*** Opening of EXCERPTED DATA ***

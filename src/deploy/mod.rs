//! End-to-end startup sequence.
//!
//! [`DeployOrchestrator::execute`] runs the stages in a fixed order:
//! working-directory preparation, binary provisioning, configuration
//! rendering, process launch, hostname discovery, subscription rendering,
//! and best-effort publication. Critical stages abort with a
//! [`StartupError`]; publication steps only log.

use thiserror::Error;
use tokio_util::sync::CancellationToken;
use tracing::{error, info, warn};

use crate::arch::Architecture;
use crate::config::DeploymentConfig;
use crate::provision::{BinaryProvisioner, BinaryRole, BinarySet, ProvisionError};
use crate::render::{ConfigGenerator, RenderError};
use crate::resolver::{ResolveError, ResolverPolicy, ResolverState, TunnelDomainResolver};
use crate::subscription::{
    IspLookup, SubscriptionBuilder, SubscriptionError, SubscriptionRecord,
};
use crate::supervisor::{
    LaunchError, LaunchPlan, LaunchTimings, ProcessSpawner, ProcessSupervisor,
};
use crate::tunnel::TunnelDescriptor;
use crate::upload::{UploadClient, UploadOutcome};
use crate::workdir::{WorkDir, WorkDirError, files};

/// Config file name kept when stale files are purged.
const LOCAL_CONFIG_FILE: &str = "edgeboot.toml";

/// Errors that abort the startup sequence.
#[derive(Debug, Error)]
pub enum StartupError {
    /// The working directory could not be prepared.
    #[error("failed to prepare working directory: {0}")]
    Workdir(#[from] WorkDirError),
    /// A binary download failed.
    #[error("failed to provision binaries: {0}")]
    Provision(#[from] ProvisionError),
    /// A configuration document could not be written.
    #[error("failed to render configuration: {0}")]
    Render(#[from] RenderError),
    /// The proxy engine or tunnel client failed to start.
    #[error("failed to launch stack: {0}")]
    Launch(LaunchError),
    /// The tunnel hostname could not be discovered.
    #[error("failed to resolve tunnel hostname: {0}")]
    Resolve(ResolveError),
    /// The subscription could not be rendered or saved.
    #[error("failed to build subscription: {0}")]
    Subscription(#[from] SubscriptionError),
    /// Shutdown was requested before startup finished.
    #[error("startup cancelled")]
    Cancelled,
}

impl From<LaunchError> for StartupError {
    fn from(err: LaunchError) -> Self {
        match err {
            LaunchError::Cancelled { .. } => Self::Cancelled,
            other => Self::Launch(other),
        }
    }
}

impl From<ResolveError> for StartupError {
    fn from(err: ResolveError) -> Self {
        match err {
            ResolveError::Cancelled => Self::Cancelled,
            other => Self::Resolve(other),
        }
    }
}

/// Outcome of a successful startup.
#[derive(Clone, Debug)]
pub struct StartupReport {
    /// Resolved public hostname.
    pub tunnel: TunnelDescriptor,
    /// Rendered subscription.
    pub subscription: SubscriptionRecord,
    /// Files removed from the previous run.
    pub purged: Vec<String>,
    /// Roles left running.
    pub running: Vec<BinaryRole>,
    /// Resolver state history.
    pub resolution: Vec<ResolverState>,
    /// Stale node deletion result.
    pub stale_nodes: UploadOutcome,
    /// Aggregator registration result.
    pub publish: UploadOutcome,
    /// Keep-alive registration result.
    pub keepalive: UploadOutcome,
}

/// Drives one deployment from an empty directory to a published
/// subscription.
pub struct DeployOrchestrator<S: ProcessSpawner> {
    config: DeploymentConfig,
    provisioner: BinaryProvisioner,
    supervisor: ProcessSupervisor<S>,
    architecture: Architecture,
    timings: LaunchTimings,
    policy: ResolverPolicy,
    cancel: CancellationToken,
}

impl<S: ProcessSpawner> DeployOrchestrator<S> {
    /// Creates an orchestrator for the host architecture.
    #[must_use]
    pub fn new(config: DeploymentConfig, provisioner: BinaryProvisioner, spawner: S) -> Self {
        Self {
            config,
            provisioner,
            supervisor: ProcessSupervisor::new(spawner),
            architecture: Architecture::detect(),
            timings: LaunchTimings::default(),
            policy: ResolverPolicy::default(),
            cancel: CancellationToken::new(),
        }
    }

    /// Overrides the detected architecture.
    #[must_use]
    pub const fn with_architecture(mut self, architecture: Architecture) -> Self {
        self.architecture = architecture;
        self
    }

    /// Overrides the settle intervals used at launch.
    #[must_use]
    pub const fn with_timings(mut self, timings: LaunchTimings) -> Self {
        self.timings = timings;
        self
    }

    /// Overrides the hostname discovery policy.
    #[must_use]
    pub const fn with_policy(mut self, policy: ResolverPolicy) -> Self {
        self.policy = policy;
        self
    }

    /// Replaces the supervisor, e.g. to shorten readiness probes.
    #[must_use]
    pub fn with_supervisor(mut self, supervisor: ProcessSupervisor<S>) -> Self {
        self.supervisor = supervisor;
        self
    }

    /// Shares `cancel` with the caller so a shutdown signal aborts startup.
    #[must_use]
    pub fn with_cancellation(mut self, cancel: CancellationToken) -> Self {
        self.cancel = cancel;
        self
    }

    /// Configuration in use.
    #[must_use]
    pub const fn config(&self) -> &DeploymentConfig {
        &self.config
    }

    /// Supervisor holding the launched children.
    #[must_use]
    pub const fn supervisor(&self) -> &ProcessSupervisor<S> {
        &self.supervisor
    }

    /// Runs the startup sequence. Children launched before a failure or a
    /// cancellation stay tracked and keep running; call [`Self::shutdown`]
    /// to stop them.
    ///
    /// # Errors
    ///
    /// Returns [`StartupError`] when a critical stage fails or the
    /// cancellation token fires.
    pub async fn execute(&mut self) -> Result<StartupReport, StartupError> {
        let cancel = self.cancel.clone();
        let result = tokio::select! {
            biased;
            () = cancel.cancelled() => Err(StartupError::Cancelled),
            outcome = self.run(&cancel) => outcome,
        };
        if let Err(err) = &result {
            error!(error = %err, "startup aborted");
        }
        result
    }

    /// Returns `true` when the process should keep serving after `err`:
    /// startup was not cancelled and at least one child is still running,
    /// e.g. a healthy proxy engine whose tunnel hostname was never found.
    #[must_use]
    pub fn keeps_serving_after(&self, err: &StartupError) -> bool {
        !matches!(err, StartupError::Cancelled) && !self.supervisor.running_roles().is_empty()
    }

    /// Stops every supervised child. Returns how many stopped cleanly.
    pub fn shutdown(&mut self) -> usize {
        let stopped = self.supervisor.terminate_all();
        info!(stopped, "supervised processes stopped");
        stopped
    }

    async fn run(&mut self, cancel: &CancellationToken) -> Result<StartupReport, StartupError> {
        info!(
            arch = %self.architecture,
            workdir = %self.config.workdir(),
            "starting deployment"
        );
        let workdir = WorkDir::open(self.config.workdir())?;
        let uploader = UploadClient::new(self.config.upload().clone());

        let previous = match workdir.read_to_string(files::SUBSCRIPTION) {
            Ok(document) => document,
            Err(err) => {
                warn!(error = %err, "previous subscription unreadable");
                None
            }
        };
        let stale_nodes = match previous {
            Some(document) => uploader.delete_stale_nodes(&document).await,
            None => UploadOutcome::Skipped,
        };
        let purged = workdir.purge_stale(&[files::ENV_FILE, LOCAL_CONFIG_FILE])?;
        if !purged.is_empty() {
            info!(count = purged.len(), "stale files removed");
        }

        let binaries = BinarySet::plan(&self.config, self.architecture);
        self.provisioner.provision(&binaries).await?;

        let generated = ConfigGenerator::new(&self.config).generate(&workdir)?;
        info!(
            agent = generated.agent_config.is_some(),
            routing = generated.routing_file.is_some(),
            "configuration rendered"
        );

        let plan = LaunchPlan::new(&self.config, &binaries, self.timings);
        self.supervisor.launch_stack(&plan, cancel).await?;

        let mut resolver = TunnelDomainResolver::new(
            self.config.tunnel().static_domain(),
            plan.ephemeral_tunnel(),
            self.policy,
        );
        let tunnel = resolver
            .resolve(&mut self.supervisor, &workdir, cancel)
            .await?;

        let fingerprint = IspLookup::new(self.config.isp_lookup_url())
            .fingerprint()
            .await;
        let subscription = SubscriptionBuilder::new(&self.config).build(&tunnel, &fingerprint)?;
        subscription.persist(&workdir)?;
        info!(hostname = %tunnel, path = %workdir.join(files::SUBSCRIPTION), "subscription saved");

        let publish = uploader.publish(&workdir, self.config.sub_path()).await;
        let keepalive = uploader.register_keepalive().await;

        Ok(StartupReport {
            tunnel,
            subscription,
            purged,
            running: self.supervisor.running_roles(),
            resolution: resolver.history().to_vec(),
            stale_nodes,
            publish,
            keepalive,
        })
    }
}
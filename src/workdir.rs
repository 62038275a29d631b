//! Capability-scoped access to the deployment working directory.
//!
//! Generated configuration, tunnel logs, and subscription files all live in a
//! single flat directory shared with the supervised binaries.

use std::io;

use camino::{Utf8Path, Utf8PathBuf};
use cap_std::ambient_authority;
use cap_std::fs_utf8::Dir;
use thiserror::Error;

/// Well-known file names inside the working directory.
pub mod files {
    /// Proxy engine configuration.
    pub const PROXY_CONFIG: &str = "config.json";
    /// Monitoring agent (v1) configuration.
    pub const AGENT_CONFIG: &str = "config.yaml";
    /// Raw tunnel credential document.
    pub const TUNNEL_CREDENTIAL: &str = "tunnel.json";
    /// Tunnel routing file.
    pub const TUNNEL_ROUTING: &str = "tunnel.yml";
    /// Ephemeral tunnel log scraped for the public hostname.
    pub const TUNNEL_LOG: &str = "boot.log";
    /// Base64 subscription document.
    pub const SUBSCRIPTION: &str = "sub.txt";
    /// Plain node URIs, one per line.
    pub const NODE_LIST: &str = "list.txt";
    /// Operator environment file preserved across restarts.
    pub const ENV_FILE: &str = ".env";
}

/// Errors raised while touching the working directory.
#[derive(Debug, Error)]
pub enum WorkDirError {
    /// The directory could not be created or opened.
    #[error("failed to open working directory {path}: {message}")]
    Open {
        /// Directory path.
        path: Utf8PathBuf,
        /// Underlying error message.
        message: String,
    },
    /// A file operation failed.
    #[error("failed to {action} {name} in working directory: {message}")]
    File {
        /// Operation that failed.
        action: &'static str,
        /// File name relative to the working directory.
        name: String,
        /// Underlying error message.
        message: String,
    },
}

impl WorkDirError {
    fn file(action: &'static str, name: &str, err: &io::Error) -> Self {
        Self::File {
            action,
            name: name.to_owned(),
            message: err.to_string(),
        }
    }
}

/// Handle to the working directory.
#[derive(Debug)]
pub struct WorkDir {
    root: Utf8PathBuf,
    dir: Dir,
}

impl WorkDir {
    /// Opens `path`, creating it and any missing parents first.
    ///
    /// # Errors
    ///
    /// Returns [`WorkDirError::Open`] when the directory cannot be created or
    /// opened.
    pub fn open(path: &Utf8Path) -> Result<Self, WorkDirError> {
        let open_err = |err: io::Error| WorkDirError::Open {
            path: path.to_path_buf(),
            message: err.to_string(),
        };
        Dir::create_ambient_dir_all(path, ambient_authority()).map_err(open_err)?;
        let dir = Dir::open_ambient_dir(path, ambient_authority()).map_err(open_err)?;
        Ok(Self {
            root: path.to_path_buf(),
            dir,
        })
    }

    /// Path the directory was opened from.
    #[must_use]
    pub fn path(&self) -> &Utf8Path {
        &self.root
    }

    /// Path of `name` inside the directory, as handed to child processes.
    #[must_use]
    pub fn join(&self, name: &str) -> Utf8PathBuf {
        self.root.join(name)
    }

    /// Returns `true` when `name` exists.
    #[must_use]
    pub fn exists(&self, name: &str) -> bool {
        self.dir.exists(name)
    }

    /// Writes `contents` to `name`, replacing any previous file.
    ///
    /// # Errors
    ///
    /// Returns [`WorkDirError::File`] when the write fails.
    pub fn write(&self, name: &str, contents: impl AsRef<[u8]>) -> Result<(), WorkDirError> {
        self.dir
            .write(name, contents)
            .map_err(|err| WorkDirError::file("write", name, &err))
    }

    /// Reads `name`, returning `None` when it does not exist.
    ///
    /// # Errors
    ///
    /// Returns [`WorkDirError::File`] for failures other than a missing file.
    pub fn read_to_string(&self, name: &str) -> Result<Option<String>, WorkDirError> {
        match self.dir.read_to_string(name) {
            Ok(contents) => Ok(Some(contents)),
            Err(err) if err.kind() == io::ErrorKind::NotFound => Ok(None),
            Err(err) => Err(WorkDirError::file("read", name, &err)),
        }
    }

    /// Removes `name`, returning `false` when it was already absent.
    ///
    /// # Errors
    ///
    /// Returns [`WorkDirError::File`] for failures other than a missing file.
    pub fn remove(&self, name: &str) -> Result<bool, WorkDirError> {
        match self.dir.remove_file(name) {
            Ok(()) => Ok(true),
            Err(err) if err.kind() == io::ErrorKind::NotFound => Ok(false),
            Err(err) => Err(WorkDirError::file("remove", name, &err)),
        }
    }

    /// Deletes every regular file left over from a previous run except the
    /// names listed in `keep`. Returns the removed names.
    ///
    /// # Errors
    ///
    /// Returns [`WorkDirError::File`] when the directory cannot be listed or
    /// a file cannot be removed.
    pub fn purge_stale(&self, keep: &[&str]) -> Result<Vec<String>, WorkDirError> {
        let entries = self
            .dir
            .entries()
            .map_err(|err| WorkDirError::file("list", ".", &err))?;

        let mut removed = Vec::new();
        for item in entries {
            let entry = item.map_err(|err| WorkDirError::file("list", ".", &err))?;
            let name = entry
                .file_name()
                .map_err(|err| WorkDirError::file("inspect", ".", &err))?;
            let is_file = entry
                .file_type()
                .map_err(|err| WorkDirError::file("inspect", &name, &err))?
                .is_file();
            if !is_file || keep.contains(&name.as_str()) {
                continue;
            }
            if self.remove(&name)? {
                removed.push(name);
            }
        }
        removed.sort();
        Ok(removed)
    }
}
//! Core library for the edgeboot deployment orchestrator.
//!
//! The crate downloads a proxy engine, a reverse tunnel client, and an
//! optional monitoring agent, renders their configuration, supervises them
//! as child processes, discovers the tunnel's public hostname, and publishes
//! subscription links (detect → provision → render → launch → resolve →
//! subscribe → upload).

pub mod arch;
pub mod config;
pub mod deploy;
pub mod janitor;
pub mod provision;
pub mod render;
pub mod resolver;
pub mod subscription;
pub mod supervisor;
pub mod test_support;
pub mod tunnel;
pub mod upload;
pub mod workdir;

pub use arch::Architecture;
pub use config::{ConfigError, DeploymentConfig, DeploymentConfigBuilder, Settings};
pub use deploy::{DeployOrchestrator, StartupError, StartupReport};
pub use janitor::{Janitor, JanitorError, SweepSummary};
pub use provision::{BinaryProvisioner, BinaryRole, BinarySet, ProvisionError};
pub use render::{ConfigGenerator, GeneratedFiles, RenderError};
pub use resolver::{ResolveError, ResolverPolicy, ResolverState, TunnelDomainResolver};
pub use subscription::{
    IspFingerprint, IspLookup, SubscriptionBuilder, SubscriptionError, SubscriptionRecord,
};
pub use supervisor::{
    LaunchError, LaunchPlan, LaunchSpec, LaunchTimings, OsSpawner, ProcessSpawner,
    ProcessSupervisor, Readiness,
};
pub use tunnel::{DomainSource, TunnelDescriptor, TunnelMode};
pub use upload::{UploadClient, UploadOutcome};
pub use workdir::{WorkDir, WorkDirError};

*** Close of EXCERPTED DATA ***

• **WORK REQUIRED**
Nothing but a number belongs in the answer: the number of lines above that contain "None".

• **RESPONSE**
4